Recorded information:
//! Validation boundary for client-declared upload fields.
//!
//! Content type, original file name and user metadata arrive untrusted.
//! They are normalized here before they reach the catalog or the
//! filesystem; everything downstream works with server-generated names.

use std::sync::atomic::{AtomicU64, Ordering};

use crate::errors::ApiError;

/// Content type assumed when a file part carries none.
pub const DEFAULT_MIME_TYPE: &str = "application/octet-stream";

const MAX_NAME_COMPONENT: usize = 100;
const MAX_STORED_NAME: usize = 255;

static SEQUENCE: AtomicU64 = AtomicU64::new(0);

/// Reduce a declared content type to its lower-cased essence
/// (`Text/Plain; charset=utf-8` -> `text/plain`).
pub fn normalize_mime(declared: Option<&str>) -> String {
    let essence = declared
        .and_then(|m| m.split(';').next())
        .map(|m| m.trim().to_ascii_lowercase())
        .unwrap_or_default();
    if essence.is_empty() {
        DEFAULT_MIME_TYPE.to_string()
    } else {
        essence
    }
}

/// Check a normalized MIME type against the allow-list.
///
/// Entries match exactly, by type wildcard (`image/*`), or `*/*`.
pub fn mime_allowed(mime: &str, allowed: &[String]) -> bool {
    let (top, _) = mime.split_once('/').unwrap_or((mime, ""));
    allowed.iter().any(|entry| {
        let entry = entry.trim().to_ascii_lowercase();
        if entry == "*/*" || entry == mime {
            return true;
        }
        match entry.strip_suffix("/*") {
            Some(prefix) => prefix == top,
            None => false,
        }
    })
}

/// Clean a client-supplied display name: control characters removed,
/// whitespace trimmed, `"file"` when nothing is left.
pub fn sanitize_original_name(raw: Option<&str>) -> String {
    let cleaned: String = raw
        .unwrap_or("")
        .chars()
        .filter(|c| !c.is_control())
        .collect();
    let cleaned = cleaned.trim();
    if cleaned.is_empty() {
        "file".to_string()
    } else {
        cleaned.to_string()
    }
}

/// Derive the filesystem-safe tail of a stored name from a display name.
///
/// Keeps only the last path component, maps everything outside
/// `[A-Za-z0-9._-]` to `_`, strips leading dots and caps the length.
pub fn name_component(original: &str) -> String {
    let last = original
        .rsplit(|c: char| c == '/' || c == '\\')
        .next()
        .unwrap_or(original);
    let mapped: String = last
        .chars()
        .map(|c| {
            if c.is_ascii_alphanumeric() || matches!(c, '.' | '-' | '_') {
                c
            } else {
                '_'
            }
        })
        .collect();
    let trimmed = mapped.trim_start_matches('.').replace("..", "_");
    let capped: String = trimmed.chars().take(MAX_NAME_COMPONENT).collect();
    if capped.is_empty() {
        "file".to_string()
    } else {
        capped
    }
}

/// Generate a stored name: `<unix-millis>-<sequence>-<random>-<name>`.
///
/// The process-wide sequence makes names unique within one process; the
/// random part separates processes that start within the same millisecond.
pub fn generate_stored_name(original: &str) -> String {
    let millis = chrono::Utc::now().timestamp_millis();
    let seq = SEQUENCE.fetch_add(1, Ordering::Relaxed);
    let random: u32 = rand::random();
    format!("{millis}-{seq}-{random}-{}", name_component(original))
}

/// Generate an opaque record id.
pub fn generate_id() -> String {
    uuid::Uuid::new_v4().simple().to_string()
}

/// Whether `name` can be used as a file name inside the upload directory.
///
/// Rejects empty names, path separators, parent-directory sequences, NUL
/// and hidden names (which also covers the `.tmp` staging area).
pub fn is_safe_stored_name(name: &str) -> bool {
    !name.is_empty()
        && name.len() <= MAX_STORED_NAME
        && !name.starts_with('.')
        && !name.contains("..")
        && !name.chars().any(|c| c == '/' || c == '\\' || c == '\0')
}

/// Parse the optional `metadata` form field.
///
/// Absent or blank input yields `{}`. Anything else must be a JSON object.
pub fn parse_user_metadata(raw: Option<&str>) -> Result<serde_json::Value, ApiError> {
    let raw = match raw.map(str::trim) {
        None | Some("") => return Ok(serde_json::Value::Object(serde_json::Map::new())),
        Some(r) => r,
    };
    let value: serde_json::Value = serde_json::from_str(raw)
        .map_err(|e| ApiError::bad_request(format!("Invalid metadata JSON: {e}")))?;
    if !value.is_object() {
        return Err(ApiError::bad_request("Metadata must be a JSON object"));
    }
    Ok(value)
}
--
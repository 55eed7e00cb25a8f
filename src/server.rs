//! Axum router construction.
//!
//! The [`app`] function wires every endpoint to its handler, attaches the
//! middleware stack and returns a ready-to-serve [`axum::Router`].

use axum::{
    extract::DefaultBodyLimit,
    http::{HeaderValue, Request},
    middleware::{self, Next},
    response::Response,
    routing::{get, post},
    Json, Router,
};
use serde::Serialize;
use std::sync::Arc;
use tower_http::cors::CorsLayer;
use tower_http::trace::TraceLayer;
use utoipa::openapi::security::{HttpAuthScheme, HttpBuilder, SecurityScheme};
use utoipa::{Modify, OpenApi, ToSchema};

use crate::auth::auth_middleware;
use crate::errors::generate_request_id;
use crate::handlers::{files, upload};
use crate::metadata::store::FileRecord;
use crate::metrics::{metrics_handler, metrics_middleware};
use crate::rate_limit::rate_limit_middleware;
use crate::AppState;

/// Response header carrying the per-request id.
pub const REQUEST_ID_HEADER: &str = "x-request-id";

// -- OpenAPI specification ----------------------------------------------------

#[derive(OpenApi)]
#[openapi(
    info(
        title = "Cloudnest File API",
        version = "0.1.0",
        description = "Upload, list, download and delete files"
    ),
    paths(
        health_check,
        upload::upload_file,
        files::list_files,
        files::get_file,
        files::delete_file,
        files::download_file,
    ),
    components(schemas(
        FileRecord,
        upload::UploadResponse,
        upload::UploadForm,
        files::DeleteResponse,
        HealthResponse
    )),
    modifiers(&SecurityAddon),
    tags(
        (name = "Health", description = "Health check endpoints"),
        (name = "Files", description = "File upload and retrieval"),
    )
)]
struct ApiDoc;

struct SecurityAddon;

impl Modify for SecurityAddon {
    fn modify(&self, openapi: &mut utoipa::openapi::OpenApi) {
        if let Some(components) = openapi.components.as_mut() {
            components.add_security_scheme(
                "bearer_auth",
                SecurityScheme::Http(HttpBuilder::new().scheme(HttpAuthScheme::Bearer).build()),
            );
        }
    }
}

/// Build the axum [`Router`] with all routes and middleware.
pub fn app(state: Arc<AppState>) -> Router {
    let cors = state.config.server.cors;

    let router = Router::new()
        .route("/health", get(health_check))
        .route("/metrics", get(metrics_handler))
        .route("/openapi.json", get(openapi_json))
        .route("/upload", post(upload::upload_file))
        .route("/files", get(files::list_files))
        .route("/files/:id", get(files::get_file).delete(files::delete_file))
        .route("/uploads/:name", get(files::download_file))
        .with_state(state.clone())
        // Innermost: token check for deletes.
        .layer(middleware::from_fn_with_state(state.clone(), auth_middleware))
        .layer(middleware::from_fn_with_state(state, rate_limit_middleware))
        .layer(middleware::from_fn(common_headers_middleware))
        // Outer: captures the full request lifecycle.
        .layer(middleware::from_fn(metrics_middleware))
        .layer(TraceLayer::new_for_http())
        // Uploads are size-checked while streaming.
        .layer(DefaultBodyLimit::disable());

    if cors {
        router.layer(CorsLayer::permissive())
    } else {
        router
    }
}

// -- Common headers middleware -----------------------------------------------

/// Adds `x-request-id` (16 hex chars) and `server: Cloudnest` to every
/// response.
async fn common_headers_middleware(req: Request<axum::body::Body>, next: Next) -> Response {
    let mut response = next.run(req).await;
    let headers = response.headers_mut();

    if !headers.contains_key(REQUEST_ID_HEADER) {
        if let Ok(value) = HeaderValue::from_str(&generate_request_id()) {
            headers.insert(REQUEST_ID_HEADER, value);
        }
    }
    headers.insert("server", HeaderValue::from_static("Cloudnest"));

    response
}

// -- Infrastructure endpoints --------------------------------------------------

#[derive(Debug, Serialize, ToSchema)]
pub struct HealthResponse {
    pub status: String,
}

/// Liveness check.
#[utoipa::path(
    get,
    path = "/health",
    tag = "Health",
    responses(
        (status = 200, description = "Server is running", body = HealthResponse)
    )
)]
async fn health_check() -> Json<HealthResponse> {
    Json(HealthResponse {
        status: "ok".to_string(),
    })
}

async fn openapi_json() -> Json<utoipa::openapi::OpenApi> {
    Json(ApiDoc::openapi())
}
--
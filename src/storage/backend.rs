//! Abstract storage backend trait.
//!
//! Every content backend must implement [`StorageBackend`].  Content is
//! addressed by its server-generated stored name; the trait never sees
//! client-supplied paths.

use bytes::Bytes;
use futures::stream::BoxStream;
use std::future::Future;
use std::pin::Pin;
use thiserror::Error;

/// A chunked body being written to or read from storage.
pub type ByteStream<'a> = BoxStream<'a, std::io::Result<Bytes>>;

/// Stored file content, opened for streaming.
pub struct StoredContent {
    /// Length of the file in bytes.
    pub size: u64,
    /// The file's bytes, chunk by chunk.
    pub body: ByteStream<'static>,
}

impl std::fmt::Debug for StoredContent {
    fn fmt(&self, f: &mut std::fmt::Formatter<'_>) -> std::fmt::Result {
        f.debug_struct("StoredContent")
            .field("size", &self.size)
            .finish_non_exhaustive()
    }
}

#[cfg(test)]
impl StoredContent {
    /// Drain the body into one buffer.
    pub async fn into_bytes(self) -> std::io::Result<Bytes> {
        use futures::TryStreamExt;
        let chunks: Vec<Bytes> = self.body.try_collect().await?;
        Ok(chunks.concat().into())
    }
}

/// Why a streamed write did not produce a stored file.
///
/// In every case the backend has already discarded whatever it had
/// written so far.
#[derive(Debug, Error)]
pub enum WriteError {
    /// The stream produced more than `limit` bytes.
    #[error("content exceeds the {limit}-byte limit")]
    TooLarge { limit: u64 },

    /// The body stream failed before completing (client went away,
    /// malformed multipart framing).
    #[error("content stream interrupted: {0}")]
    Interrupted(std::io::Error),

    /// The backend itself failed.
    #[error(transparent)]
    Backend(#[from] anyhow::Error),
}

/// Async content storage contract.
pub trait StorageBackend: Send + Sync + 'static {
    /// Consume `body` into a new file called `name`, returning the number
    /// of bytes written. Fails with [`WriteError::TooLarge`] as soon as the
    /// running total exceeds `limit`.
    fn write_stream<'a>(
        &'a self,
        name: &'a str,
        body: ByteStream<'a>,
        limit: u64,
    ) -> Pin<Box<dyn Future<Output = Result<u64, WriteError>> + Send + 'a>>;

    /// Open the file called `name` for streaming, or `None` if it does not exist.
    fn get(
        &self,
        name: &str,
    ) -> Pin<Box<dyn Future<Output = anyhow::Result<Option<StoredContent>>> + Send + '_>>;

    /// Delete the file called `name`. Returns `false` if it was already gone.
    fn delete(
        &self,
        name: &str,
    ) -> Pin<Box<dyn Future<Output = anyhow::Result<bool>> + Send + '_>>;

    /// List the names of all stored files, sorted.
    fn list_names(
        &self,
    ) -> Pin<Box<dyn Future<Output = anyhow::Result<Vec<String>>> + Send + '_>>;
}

Work to complete: Read through the listing and copy each line in which the word "cleaned" occurs.

Solution:
    let cleaned: String = raw
    let cleaned = cleaned.trim();
    if cleaned.is_empty() {
        cleaned.to_string()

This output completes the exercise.